Kavitha is an Indian film and television actress who predominantly works in Kannada and Tamil television series. She gained popularity in the Kannada television soap opera Lakshmi Baramma. She was appreciated for her debut in the Kannada films Srinivasa Kalyana and First Love.

Career 
Kavitha made her debut in acting with the popular Tamil television show Mahabharatham. Kavitha entered the Kannada television industry with Lakshmi Baramma, where she played the role of innocent village girl Lakshmi aka Lacchi aka Chinnu. After Kavitha's appearance in Lakshmi Baramma, she was recognized as "Chinnu", creating a buzz among the fans.
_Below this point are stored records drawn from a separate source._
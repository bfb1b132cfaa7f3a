use std::fs::File;
use std::io;
use std::path::Path;

use sha2::{Digest, Sha256};

/// Computes a deterministic SHA-256 hash over artifact bytes.
pub fn content_hash(content: &[u8]) -> String {
    let mut hasher = Sha256::new();
    hasher.update(content);
    let digest = hasher.finalize();
    hex::encode(digest)
}

/// Streams a file through SHA-256 without loading it into memory.
pub fn file_hash(path: &Path) -> io::Result<String> {
    let mut file = File::open(path)?;
    let mut hasher = Sha256::new();
    io::copy(&mut file, &mut hasher)?;
    Ok(hex::encode(hasher.finalize()))
}

#[cfg(test)]
mod tests {
    use super::*;

    #[test]
    fn hash_is_stable_for_same_content() {
        let data = b"chapter one draft";
        let left = content_hash(data);
        let right = content_hash(data);
        assert_eq!(left, right);
    }

    #[test]
    fn hash_changes_when_content_changes() {
        let one = content_hash(b"v1");
        let two = content_hash(b"v2");
        assert_ne!(one, two);
    }

    #[test]
    fn file_hash_matches_content_hash() {
        let tmp = tempfile::NamedTempFile::new().expect("tempfile");
        std::fs::write(tmp.path(), b"It was a dark and stormy night.").expect("write");
        let streamed = file_hash(tmp.path()).expect("hash file");
        assert_eq!(streamed, content_hash(b"It was a dark and stormy night."));
    }
}
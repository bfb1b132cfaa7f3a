use std::io::{self, Write};
use std::path::{Path, PathBuf};

use tempfile::NamedTempFile;

const TEMP_PREFIX: &str = ".wb-tmp-";
const TEMP_SUFFIX: &str = ".partial";

/// Content written to a temporary file next to its final location, waiting to
/// be renamed into place. Dropping it without committing removes the
/// temporary file, so readers never see partial artifacts.
pub struct StagedFile {
    inner: NamedTempFile,
}

impl StagedFile {
    pub fn stage(dir: &Path, content: &[u8]) -> io::Result<Self> {
        let mut inner = tempfile::Builder::new()
            .prefix(TEMP_PREFIX)
            .suffix(TEMP_SUFFIX)
            .tempfile_in(dir)?;
        inner.write_all(content)?;
        inner.as_file().sync_all()?;
        Ok(Self { inner })
    }

    pub fn path(&self) -> &Path {
        self.inner.path()
    }

    /// Renames over `target`, replacing whatever is there.
    pub fn commit(self, target: &Path) -> io::Result<()> {
        self.inner.persist(target).map(drop).map_err(|e| e.error)
    }

    /// Renames to `target` only if nothing exists there yet. On failure the
    /// staged file is handed back so the caller can pick another name.
    pub fn commit_new(self, target: &Path) -> Result<(), (Self, io::Error)> {
        self.inner
            .persist_noclobber(target)
            .map(drop)
            .map_err(|e| (Self { inner: e.file }, e.error))
    }
}

/// Atomically replaces `target` with `content`.
pub fn write_atomic(target: &Path, content: &[u8]) -> io::Result<()> {
    let dir = parent_dir(target);
    StagedFile::stage(&dir, content)?.commit(target)
}

/// True for names produced by [`StagedFile`].
pub fn is_staging_name(name: &str) -> bool {
    name.starts_with(TEMP_PREFIX) && name.ends_with(TEMP_SUFFIX)
}

pub(crate) fn parent_dir(path: &Path) -> PathBuf {
    match path.parent() {
        Some(p) if !p.as_os_str().is_empty() => p.to_path_buf(),
        _ => PathBuf::from("."),
    }
}
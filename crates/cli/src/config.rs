use std::env;
use std::path::{Path, PathBuf};
use std::str::FromStr;

use anyhow::{bail, Context, Result};
use serde::Deserialize;
use writers_backup_core::BackupSettings;

pub const ENV_ROOT: &str = "WRITERS_BACKUP_ROOT";
pub const ENV_MAX_PER_FILE: &str = "WRITERS_BACKUP_MAX_PER_FILE";
pub const ENV_INTERVAL_MS: &str = "WRITERS_BACKUP_INTERVAL_MS";
pub const ENV_RETENTION_DAYS: &str = "WRITERS_BACKUP_RETENTION_DAYS";
pub const ENV_EXTENSION: &str = "WRITERS_BACKUP_EXTENSION";

const DEFAULT_LOG_FILTER: &str = "info";

#[derive(Debug, Deserialize, Default)]
#[serde(default)]
pub struct Config {
    pub backup: BackupConfig,
    pub storage: StorageConfig,
    pub logging: LoggingConfig,
}

#[derive(Debug, Deserialize, Default)]
#[serde(default)]
pub struct BackupConfig {
    pub max_backups_per_file: Option<usize>,
    pub backup_interval_ms: Option<u64>,
    pub retention_days: Option<RetentionDays>,
    pub backup_extension: Option<String>,
    pub exclude_patterns: Option<Vec<String>>,
}

#[derive(Debug, Deserialize, Default)]
#[serde(default)]
pub struct StorageConfig {
    pub root: Option<String>,
}

#[derive(Debug, Deserialize, Default)]
#[serde(default)]
pub struct LoggingConfig {
    pub filter: Option<String>,
}

impl LoggingConfig {
    pub fn filter(&self) -> &str {
        self.filter.as_deref().unwrap_or(DEFAULT_LOG_FILTER)
    }
}

/// `retention_days = 30` or `retention_days = "off"`.
#[derive(Debug, Clone, PartialEq, Eq, Deserialize)]
#[serde(untagged)]
pub enum RetentionDays {
    Days(u32),
    Keyword(String),
}

impl RetentionDays {
    fn resolve(&self) -> Result<Option<u32>> {
        match self {
            RetentionDays::Days(days) => Ok(Some(*days)),
            RetentionDays::Keyword(word) => parse_retention(word),
        }
    }
}

pub fn load_config(path: &Path) -> Result<Config> {
    let contents =
        std::fs::read_to_string(path).with_context(|| format!("reading config file {path:?}"))?;
    toml::from_str(&contents).with_context(|| format!("parsing config file {path:?}"))
}

/// Settings from the config file, overridden by the process environment.
pub fn resolve_settings(cfg: &Config) -> Result<BackupSettings> {
    resolve_settings_with(cfg, |key| env::var(key).ok())
}

pub fn resolve_settings_with<F>(cfg: &Config, lookup: F) -> Result<BackupSettings>
where
    F: Fn(&str) -> Option<String>,
{
    let defaults = BackupSettings::default();

    let max_backups_per_file = env_parsed(&lookup, ENV_MAX_PER_FILE)?
        .or(cfg.backup.max_backups_per_file)
        .unwrap_or(defaults.max_backups_per_file);

    let backup_interval_ms = env_parsed(&lookup, ENV_INTERVAL_MS)?
        .or(cfg.backup.backup_interval_ms)
        .unwrap_or(defaults.backup_interval_ms);

    let retention_days = match lookup(ENV_RETENTION_DAYS) {
        Some(raw) => parse_retention(&raw).with_context(|| format!("{ENV_RETENTION_DAYS}={raw}"))?,
        None => match &cfg.backup.retention_days {
            Some(value) => value.resolve().context("[backup] retention_days")?,
            None => defaults.retention_days,
        },
    };

    let backup_extension = lookup(ENV_EXTENSION)
        .or_else(|| cfg.backup.backup_extension.clone())
        .unwrap_or(defaults.backup_extension);

    let data_root = lookup(ENV_ROOT)
        .or_else(|| cfg.storage.root.clone())
        .map(PathBuf::from)
        .unwrap_or(defaults.data_root);

    let exclude_patterns = cfg
        .backup
        .exclude_patterns
        .clone()
        .unwrap_or(defaults.exclude_patterns);

    let settings = BackupSettings {
        max_backups_per_file,
        backup_interval_ms,
        retention_days,
        backup_extension,
        data_root,
        exclude_patterns,
    };
    settings.validate()?;
    Ok(settings)
}

fn env_parsed<T, F>(lookup: &F, key: &str) -> Result<Option<T>>
where
    T: FromStr,
    T::Err: std::error::Error + Send + Sync + 'static,
    F: Fn(&str) -> Option<String>,
{
    lookup(key)
        .map(|raw| {
            raw.trim()
                .parse::<T>()
                .with_context(|| format!("invalid value for {key}: {raw:?}"))
        })
        .transpose()
}

/// A day count, or `off` to disable age-based cleanup.
fn parse_retention(raw: &str) -> Result<Option<u32>> {
    let raw = raw.trim();
    if raw.eq_ignore_ascii_case("off") {
        return Ok(None);
    }
    match raw.parse::<u32>() {
        Ok(days) => Ok(Some(days)),
        Err(_) => bail!("retention days must be a number or \"off\", got {raw:?}"),
    }
}

#[cfg(test)]
mod tests {
    use std::collections::HashMap;

    use super::*;

    fn env_of(pairs: &[(&str, &str)]) -> impl Fn(&str) -> Option<String> {
        let map: HashMap<String, String> = pairs
            .iter()
            .map(|(k, v)| (k.to_string(), v.to_string()))
            .collect();
        move |key| map.get(key).cloned()
    }

    #[test]
    fn empty_config_gives_defaults() {
        let settings = resolve_settings_with(&Config::default(), env_of(&[])).unwrap();
        assert_eq!(settings, BackupSettings::default());
    }

    #[test]
    fn file_values_are_used() {
        let cfg: Config = toml::from_str(
            r#"
            [backup]
            max_backups_per_file = 3
            backup_interval_ms = 120000
            retention_days = "off"
            backup_extension = ".bak"
            exclude_patterns = ["*.swp"]

            [storage]
            root = "/var/lib/writers"

            [logging]
            filter = "debug"
            "#,
        )
        .unwrap();
        let settings = resolve_settings_with(&cfg, env_of(&[])).unwrap();
        assert_eq!(settings.max_backups_per_file, 3);
        assert_eq!(settings.backup_interval_ms, 120_000);
        assert_eq!(settings.retention_days, None);
        assert_eq!(settings.extension(), "bak");
        assert_eq!(settings.data_root, PathBuf::from("/var/lib/writers"));
        assert_eq!(settings.exclude_patterns, vec!["*.swp".to_owned()]);
        assert_eq!(cfg.logging.filter(), "debug");
    }

    #[test]
    fn env_overrides_file() {
        let cfg: Config = toml::from_str(
            r#"
            [backup]
            max_backups_per_file = 3
            retention_days = 7
            "#,
        )
        .unwrap();
        let settings = resolve_settings_with(
            &cfg,
            env_of(&[
                (ENV_MAX_PER_FILE, "5"),
                (ENV_RETENTION_DAYS, "off"),
                (ENV_ROOT, "/tmp/wb"),
            ]),
        )
        .unwrap();
        assert_eq!(settings.max_backups_per_file, 5);
        assert_eq!(settings.retention_days, None);
        assert_eq!(settings.data_root, PathBuf::from("/tmp/wb"));
    }

    #[test]
    fn invalid_values_are_rejected() {
        let cfg = Config::default();
        let err = resolve_settings_with(&cfg, env_of(&[(ENV_INTERVAL_MS, "1000")])).unwrap_err();
        assert!(err.to_string().contains("invalid configuration"), "{err:#}");

        let err = resolve_settings_with(&cfg, env_of(&[(ENV_MAX_PER_FILE, "many")])).unwrap_err();
        assert!(err.to_string().contains(ENV_MAX_PER_FILE), "{err:#}");

        let err = resolve_settings_with(&cfg, env_of(&[(ENV_RETENTION_DAYS, "forever")])).unwrap_err();
        assert!(format!("{err:#}").contains("off"), "{err:#}");
    }

    #[test]
    fn load_config_reports_the_path() {
        let tmp = tempfile::tempdir().unwrap();
        let path = tmp.path().join("writers-backup.toml");
        std::fs::write(&path, "[backup\n").unwrap();
        let err = load_config(&path).unwrap_err();
        assert!(err.to_string().contains("parsing config file"));
        assert!(load_config(&tmp.path().join("missing.toml")).is_err());
    }
}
The actress has also acted in various Tamil soaps Neeli, Pandian stores and was recently seen in the popular soap Vidya Vinayaka which was aired in Zee Kannada. However, She left Pandian Stores and was replaced by Hema Rajkumar because she went to Bigg Boss Kannada 6.

She acted in the films Srinivasa Kalyana (2016) and First Love (2017).

She participated in the Bigg Boss Kannada season 6, and she was the only female finalist to have completed 100 days journey in the glass house.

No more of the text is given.